The role of insulin-like growth factor 1 and insulin in ageing and atherosclerosis

With advancing age insulin-like growth factor (IGF)1 blood levels decrease continuously, but with great interindividual differences. There is a relationship between the IGF1 serum concentration and biomarker behaviour, indicating that growth hormone (GH) secretion is a determinant of organismic well being and surviving in advanced age. In contrast, the secretion of insulin rises with age, which is related to both increasing body fat mass and ageing itself. In vitro insulin stimulates the proliferation, migration and collagen secretion of human vascular smooth muscle cells (SMCs). The mechanism underlying these processes mainly involves occupancy of IGF1 receptors by insulin, with the exception of migration. With advancing age of the donor, the in vitro proliferation rate and migration capacity of SMCs decreases. When insulin or IGF1 is added, there is no reversibility, so that there is no recovery to the values of SMCs from young donors.
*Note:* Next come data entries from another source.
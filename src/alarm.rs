// src/alarm.rs - Indicator states and siren policy
//
// Indicators follow every cycle. The siren is edge-triggered: it rises when an
// enclosure goes critical and falls only once both are ideal again, or when an
// operator silences it while nothing is critical.

use crate::{classifier::Classification, severity::Severity};
use tracing::{info, warn};

/// Indicator state of one enclosure: the worse of its two classifications.
pub fn enclosure_state(temperature: Classification, humidity: Classification) -> Severity {
    temperature.severity().max(humidity.severity())
}

/// What each enclosure's indicator shows for the current cycle.
#[derive(Debug, Clone, Copy, PartialEq, Eq, Default)]
pub struct Indicators {
    pub avian: Severity,
    pub reptilian: Severity,
}

impl Indicators {
    pub fn new(avian: Severity, reptilian: Severity) -> Self {
        Self { avian, reptilian }
    }

    pub fn any_critical(&self) -> bool {
        self.avian == Severity::Critical || self.reptilian == Severity::Critical
    }

    pub fn all_ideal(&self) -> bool {
        self.avian == Severity::Ideal && self.reptilian == Severity::Ideal
    }
}

/// Siren edge produced by an evaluation or operator action.
#[derive(Debug, Clone, Copy, PartialEq, Eq)]
pub enum SirenChange {
    Unchanged,
    Activated,
    /// The siren went off; the bus is told with a reset message.
    Silenced,
}

#[derive(Debug, Default)]
pub struct AlarmPolicy {
    siren_on: bool,
    indicators: Option<Indicators>,
}

impl AlarmPolicy {
    pub fn new() -> Self {
        Self::default()
    }

    pub fn siren_on(&self) -> bool {
        self.siren_on
    }

    /// Indicators of the last evaluated cycle, `None` while dark.
    pub fn indicators(&self) -> Option<Indicators> {
        self.indicators
    }

    /// Apply one cycle's indicator states. The decision uses the siren state
    /// from before this call, so at most one edge happens per cycle.
    pub fn evaluate(&mut self, indicators: Indicators) -> SirenChange {
        self.indicators = Some(indicators);

        if self.siren_on && indicators.all_ideal() {
            self.siren_on = false;
            info!("Both enclosures ideal, siren off");
            SirenChange::Silenced
        } else if !self.siren_on && indicators.any_critical() {
            self.siren_on = true;
            warn!(
                "Critical enclosure condition (avian {}, reptilian {}), siren on",
                indicators.avian, indicators.reptilian
            );
            SirenChange::Activated
        } else {
            SirenChange::Unchanged
        }
    }

    /// Operator stop request. Refused while any enclosure is still critical.
    pub fn request_silence(&mut self) -> SirenChange {
        if !self.siren_on {
            return SirenChange::Unchanged;
        }
        if self.indicators.is_some_and(|i| i.any_critical()) {
            warn!("Siren stop refused: an enclosure is still critical");
            return SirenChange::Unchanged;
        }
        self.siren_on = false;
        info!("Siren silenced by operator");
        SirenChange::Silenced
    }

    /// Remote activation. Stays on until the normal clearing rules apply.
    pub fn force_on(&mut self) -> SirenChange {
        if self.siren_on {
            return SirenChange::Unchanged;
        }
        self.siren_on = true;
        warn!("Siren forced on by remote command");
        SirenChange::Activated
    }

    /// All outputs off, used when the device drops back to provisioning.
    pub fn darken(&mut self) -> SirenChange {
        self.indicators = None;
        if self.siren_on {
            self.siren_on = false;
            SirenChange::Silenced
        } else {
            SirenChange::Unchanged
        }
    }
}
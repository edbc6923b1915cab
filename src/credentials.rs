// src/credentials.rs - Persisted network credentials
use crate::{error::Result, storage::FileStore};
use tracing::info;

pub const SSID_KEY: &str = "ssid.txt";
pub const PASSWORD_KEY: &str = "password.txt";

#[derive(Debug, Clone, PartialEq, Eq)]
pub struct Credentials {
    pub ssid: String,
    pub password: String,
}

/// The two plain-text credential records written by network provisioning.
#[derive(Debug, Clone)]
pub struct CredentialStore {
    store: FileStore,
}

impl CredentialStore {
    pub fn new(store: FileStore) -> Self {
        Self { store }
    }

    /// Stored credentials, or `None` if either record is absent or empty.
    ///
    /// Only the first line of each record is significant.
    pub fn load(&self) -> Result<Option<Credentials>> {
        let first_line = |key: &str| -> Result<Option<String>> {
            Ok(self
                .store
                .read(key)?
                .and_then(|s| s.lines().next().map(str::to_owned))
                .filter(|s| !s.is_empty()))
        };

        match (first_line(SSID_KEY)?, first_line(PASSWORD_KEY)?) {
            (Some(ssid), Some(password)) => Ok(Some(Credentials { ssid, password })),
            _ => Ok(None),
        }
    }

    pub fn save(&self, credentials: &Credentials) -> Result<()> {
        self.store.write(SSID_KEY, &credentials.ssid)?;
        self.store.write(PASSWORD_KEY, &credentials.password)?;
        info!("Network credentials saved for '{}'", credentials.ssid);
        Ok(())
    }

    pub fn clear(&self) -> Result<()> {
        self.store.remove(SSID_KEY)?;
        self.store.remove(PASSWORD_KEY)?;
        info!("Network credentials cleared");
        Ok(())
    }
}
use anyhow::Context;
use habitat::{
    io::{IdlePanel, LoggingActuator},
    Config, CredentialStore, Engine, EngineParts, FileStore, LimitsStore, MqttHandler, Portal,
    SimulatedSupplier,
};
use std::sync::Arc;
use tokio::signal;
use tokio::sync::mpsc;
use tracing::{error, info};

#[tokio::main]
async fn main() -> anyhow::Result<()> {
    habitat::init_tracing();
    info!("HABITAT v{} starting", habitat::VERSION);

    let config = match std::env::args().nth(1) {
        Some(path) => Config::from_file(&path).with_context(|| format!("loading {}", path))?,
        None => {
            info!("No configuration file given, using defaults");
            Config::default()
        }
    };

    let store = FileStore::new(&config.storage.data_dir)
        .with_context(|| format!("opening data directory {}", config.storage.data_dir.display()))?;
    let limits = LimitsStore::new(store.clone()).shared();
    let credentials = CredentialStore::new(store);
    if credentials.load()?.is_none() {
        info!("No network credentials stored");
    }

    let (events_tx, events_rx) = mpsc::channel(32);
    let mqtt = MqttHandler::new(config.mqtt.clone(), events_tx);
    let publisher = Arc::new(mqtt.publisher());
    tokio::spawn(mqtt.run());

    let portal = Portal::new(config.portal.bind_address, limits.clone());

    let mut engine = Engine::new(
        &config,
        EngineParts {
            limits,
            credentials,
            supplier: Box::new(SimulatedSupplier::new()),
            publisher,
            actuator: Box::new(LoggingActuator::default()),
            panel: Box::new(IdlePanel),
            portal: Box::new(portal),
            events: events_rx,
        },
    )?;

    tokio::select! {
        _ = signal::ctrl_c() => {
            info!("Received shutdown signal");
        }
        res = engine.run() => {
            if let Err(e) = res {
                error!("Engine error: {}", e);
            }
        }
    }
    engine.stop();

    let stats = engine.stats();
    info!(
        "Final stats: {} cycles, {} cycle errors, {} publish failures, uptime: {}s",
        stats.cycles, stats.cycle_errors, stats.publish_failures, stats.uptime_secs
    );
    Ok(())
}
The blockade of Ca2+ channels by diltiazem inhibits the in vitro stimulation by IGF1 and insulin on SMC proliferation and migration. We conclude that the acceleration of ageing is related to the decline of IGF1 in such a manner that ageing rates progress as GH secretion diminishes. Biomarkers are affected correspondingly. The role of insulin in atherogenesis is related to hyperinsulinaemia, but the increase in insulin secretion belongs to the process of ageing regulation. Nevertheless, the effect of insulin in changing the phenotype of SMCs is atherogenic. Diltiazem may therefore act as an antiatherogenic agent. In advanced age the risk of atherogenesis decreases because of lowered propensity of SMCS to proliferate and migrate, which is probably due to a greater proportion of senescent cells.